Basil Dearden's London Underground
by Oliver Pattenden Cineaste Magazine June 2011 (Web Exclusive)
Sapphire
Produced by Michael Relph; directed by Basil
Dearden; written by Janet Green; cinematography
by Harry Waxman; edited by John D. Guthridge;
music by Philip Green; starring Nigel Patrick,
Michael Craig, and Paul Massie. DVD, Color, 92 min., 1959.
The League of Gentlemen
Produced by Michael Relph; directed by Basil
Dearden; written by Bryan Forbes; from the novel
by John Boland; cinematography by Arthur
Ibbetson; edited by John D. Guthridge; music by
Philip Green; starring Jack Hawkins, Roger
Livesey, Nigel Patrick, Richard Attenborough, and
Bryan Forbes. DVD, B&W, 116 min., 1960.
Victim
Produced by Michael Relph; directed by Basil
Dearden; written by Janet Green and John
McCormick; cinematography by Otto Heller; edited
by John D. Guthridge; music by Philip Green;
starring Dirk Bogarde, Sylvia Sims, Dennis Price
and Nigel Stock. DVD, B&W, 100 min., 1961.
All Night Long
Produced by Michael Relph; directed by Basil
Dearden; written by Nel King and Peter Achilles;
cinematography by Ted Scaife; edited by John D.

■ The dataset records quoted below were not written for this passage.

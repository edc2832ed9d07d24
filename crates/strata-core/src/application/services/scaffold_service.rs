//! Scaffold Service - main application orchestrator.
//!
//! This service coordinates the scaffolding workflow:
//! 1. Resolve the specification for a project name and output root
//! 2. Ensure every directory exists
//! 3. Write the marker file of every package
//!
//! It implements the driving port (incoming) and uses driven ports (outgoing).

use std::path::Path;
use tracing::{debug, info, instrument};

use crate::{
    application::ports::Filesystem,
    domain::{
        DomainValidator as validator, GeneratedFilesystemState, MarkerFile, ProjectName,
        ScaffoldSpec, ScaffoldTree,
    },
    error::StrataResult,
};

/// Main scaffolding service.
///
/// Holds the (immutable) specification and the filesystem port.
pub struct ScaffoldService {
    spec: ScaffoldSpec,
    filesystem: Box<dyn Filesystem>,
}

impl ScaffoldService {
    /// Create a service over the built-in specification.
    ///
    /// # Example
    ///
    /// ```rust,no_run
    /// use strata_core::application::ScaffoldService;
    /// # use strata_core::application::Filesystem;
    /// # fn fs() -> Box<dyn Filesystem> { unimplemented!() }
    ///
    /// let service = ScaffoldService::new(fs());
    /// ```
    pub fn new(filesystem: Box<dyn Filesystem>) -> Self {
        Self::with_spec(ScaffoldSpec::builtin(), filesystem)
    }

    pub fn with_spec(spec: ScaffoldSpec, filesystem: Box<dyn Filesystem>) -> Self {
        Self { spec, filesystem }
    }

    pub fn spec(&self) -> &ScaffoldSpec {
        &self.spec
    }

    /// Resolve without touching the filesystem (dry runs).
    pub fn plan(&self, project: &ProjectName, output_root: impl AsRef<Path>) -> ScaffoldTree {
        self.spec.resolve(project, output_root)
    }

    /// Scaffold a project: resolve, then materialize.
    #[instrument(
        skip_all,
        fields(
            project = %project,
            output_root = %output_root.as_ref().display(),
            marker = %marker
        )
    )]
    pub fn scaffold(
        &self,
        project: &ProjectName,
        output_root: impl AsRef<Path>,
        marker: &MarkerFile,
    ) -> StrataResult<GeneratedFilesystemState> {
        let tree = self.plan(project, output_root);
        validator::validate_tree(&tree)?;
        self.materialize(&tree, marker)
    }

    /// Turn a resolved tree into filesystem state.
    ///
    /// Directories first (every node, declaration order), then one marker per
    /// package. Existing directories are kept and existing markers are
    /// overwritten, so repeated runs converge. The first failure aborts the
    /// run; nothing already created is removed.
    #[instrument(
        skip_all,
        fields(project = %tree.project(), directories = tree.directory_count())
    )]
    pub fn materialize(
        &self,
        tree: &ScaffoldTree,
        marker: &MarkerFile,
    ) -> StrataResult<GeneratedFilesystemState> {
        let mut state = GeneratedFilesystemState::new(tree.project_root(), tree.tests_root());

        for node in tree.nodes() {
            debug!(path = %node.path.display(), "ensuring directory");
            self.filesystem.create_dir_all(&node.path)?;
            state.record_directory(&node.path);
        }

        for node in tree.packages() {
            let path = node.marker_path(marker);
            debug!(
                path = %path.display(),
                described = node.has_description(),
                "writing marker"
            );
            self.filesystem.write_file(&path, node.marker_content())?;
            state.record_marker(path);
        }

        info!(
            directories = state.directory_count(),
            markers = state.marker_count(),
            "Scaffold completed successfully"
        );
        Ok(state)
    }
}
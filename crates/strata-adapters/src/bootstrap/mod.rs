//! Environment bootstrap.
//!
//! Sets up a managed Python project around a scaffold: dependency manager,
//! dev tooling, version control and commit conventions. Every step is an
//! external command run through the [`CommandRunner`] port; the scaffold
//! itself is materialized by the caller once all steps succeeded.

mod error;
mod orchestrator;
mod plan;
mod runner;

pub use error::BootstrapError;
pub use orchestrator::{Bootstrapper, StepOutcome};
pub use plan::{BootstrapConfig, BootstrapPlan, BootstrapStep, StepCommand};
#[cfg(test)]
pub use runner::MockCommandRunner;
pub use runner::{CommandRunner, CommandStatus, ProcessRunner};
//! Application layer for Strata.
//!
//! This layer contains:
//! - **Services**: Use case orchestration (ScaffoldService, LayoutService)
//! - **Ports**: Interface definitions (traits) for external dependencies
//! - **Errors**: Application-specific error types
//!
//! The application layer coordinates the domain layer but contains no
//! layout rules itself. Those live in `crate::domain`.

pub mod error;
pub mod ports;
pub mod services;

pub use services::{
    LayoutService,
    PackageInfo, // DTO for layout listings
    ScaffoldService,
};

pub use ports::Filesystem;

pub use error::ApplicationError;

Guthridge; music by Philip Green; starring Paul
Harris, Richard Attenborough, Patrick McGoohan
and Keith Mitchell, with appearances by Dave
Brubeck, Charles Mingus and Tubby Hayes. DVD, B&W, 91 min., 1962.
A Criterion Collection Eclipse four-disc box-set,
distributed by Image Entertainment,
www.Image-Entertainment.com
The current fear amongst most liberals in Britain
is the extreme likelihood that British Prime
Minister David Cameron is dragging the nation
back to the days of Thatcherism at lightning
speed. While the specter of the dark days of the
Eighties indeed looms with every library closure
and cut to the NHS, there are also lessons to be
learned by turning back the pages of recent
history books to the equally difficult days of
austerity in the decade and a half following
World War II. The Fifties saw Britain facing new
social and political concerns, and found the
nation struggling to stake some identity both at
home and in a changing world, while coping with
financial difficulty and social unrest. There are
clear parallels to the Fifties in the asceticism
of the sober Britain of today and, furthermore,
in the social issues challenging a conflicted and exhausted society.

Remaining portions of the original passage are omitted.